Provisions relating to Withdrawal Of Application under the IBC, 2016:
as per Rule 44 sub rule 2 of NCLT Rules, 2016 “(2) Where at any stage prior to the hearing of the petition or application, the applicant desires to withdraw his petition or application, he shall make an application to that effect to the Tribunal, and the Tribunal on hearing the applicant and if necessary, such other party arrayed as opposite parties in the petition or the application or otherwise, may permit such withdrawal upon imposing such costs as it may deem fit and proper for the Tribunal in the interests of the justice.”
as per Section 9(5)(ii)(b) “The Adjudicating Authority shall, within fourteen days of the receipt of the application under sub-section (2), by an order reject the application and communicate such decision to the operational creditor and the corporate debtor, if – there has been repayment of the unpaid operational debt”
Findings of the NCLT Bench:
Based on the above factual background, the NCLT dismissed the application for withdrawal of the petition, and held as follows:
♣ As per Para 6:
i. perusal of section 9(5)(ii)(b) of the IBC, if repayment of the debt amount is made by the corporate debtor, then NCLT has power to reject the petition, before admission of the petition.

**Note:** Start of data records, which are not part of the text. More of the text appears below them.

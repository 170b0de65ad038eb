use std::future::Future;
use tokio::sync::{mpsc, oneshot, watch};

use super::error::SessionError;

/// Opaque handle to a live audio/video stream.
#[derive(Debug, Clone, PartialEq, Eq)]
pub struct MediaStream {
    pub id: String,
    pub label: String,
}

impl MediaStream {
    pub fn new(id: impl Into<String>, label: impl Into<String>) -> Self {
        Self {
            id: id.into(),
            label: label.into(),
        }
    }
}

/// An open bidirectional data channel to a remote endpoint.
#[derive(Debug, Clone, PartialEq, Eq)]
pub struct DataChannel {
    pub remote_peer_id: String,
}

/// A call offered by a remote endpoint.
#[derive(Debug)]
pub struct IncomingCall {
    pub from: String,
    answer_tx: oneshot::Sender<Option<MediaStream>>,
    stream_rx: oneshot::Receiver<MediaStream>,
}

/// Transport-side half of an [`IncomingCall`].
#[derive(Debug)]
pub struct PendingCall {
    /// Resolves with the callee's local media once the call is answered.
    pub answer_rx: oneshot::Receiver<Option<MediaStream>>,
    /// Deliver the caller's stream to the callee.
    pub stream_tx: oneshot::Sender<MediaStream>,
}

impl IncomingCall {
    pub fn new(from: impl Into<String>) -> (Self, PendingCall) {
        let (answer_tx, answer_rx) = oneshot::channel();
        let (stream_tx, stream_rx) = oneshot::channel();
        (
            Self {
                from: from.into(),
                answer_tx,
                stream_rx,
            },
            PendingCall {
                answer_rx,
                stream_tx,
            },
        )
    }

    /// Accept the call, optionally offering local media, and wait for the
    /// caller's stream.
    pub async fn answer(self, local: Option<MediaStream>) -> Result<MediaStream, SessionError> {
        // The caller may have stopped listening for our answer; its stream can still arrive.
        let _ = self.answer_tx.send(local);
        self.stream_rx.await.map_err(|_| {
            SessionError::PeerConnectFailure(format!("call from {} ended without a stream", self.from))
        })
    }
}

/// Peer-to-peer media/data endpoint. Negotiation stays behind this trait.
pub trait PeerTransport: Send + Sync + 'static {
    /// This endpoint's identifier; `None` until the transport broker assigns one.
    fn local_id(&self) -> watch::Receiver<Option<String>>;

    /// Open a data channel to `remote`.
    fn connect(&self, remote: &str) -> impl Future<Output = Result<DataChannel, SessionError>> + Send;

    /// Place a media call carrying `stream`. Returns once the call is offered.
    fn call(
        &self,
        remote: &str,
        stream: MediaStream,
    ) -> impl Future<Output = Result<(), SessionError>> + Send;

    /// Inbound calls. Yields `Some` only on the first call.
    fn take_incoming(&self) -> Option<mpsc::Receiver<IncomingCall>>;
}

ii. After the admission of the petition, it acquires the character of representative suit and through publication in the newspapers, other creditors get a right to participate in the insolvency resolution process and claim before IRP
♣ Petition cannot be dismissed on the basis of compromise between the operational creditor and corporate debtor.
♣ Thus after admission of petition under IBC, lis does not only remains with the operational creditor and corporate debtor
♣ Operational Creditor and Operational Debtor alone have no right to withdraw the Petition after admission.
Based on the above judgment NCLT has cleared that once a petition is admitted by the NCLT under IBC, both the parties have no right to withdraw the petition. As it can say IBC is not a Recovery Law it is Revival Law.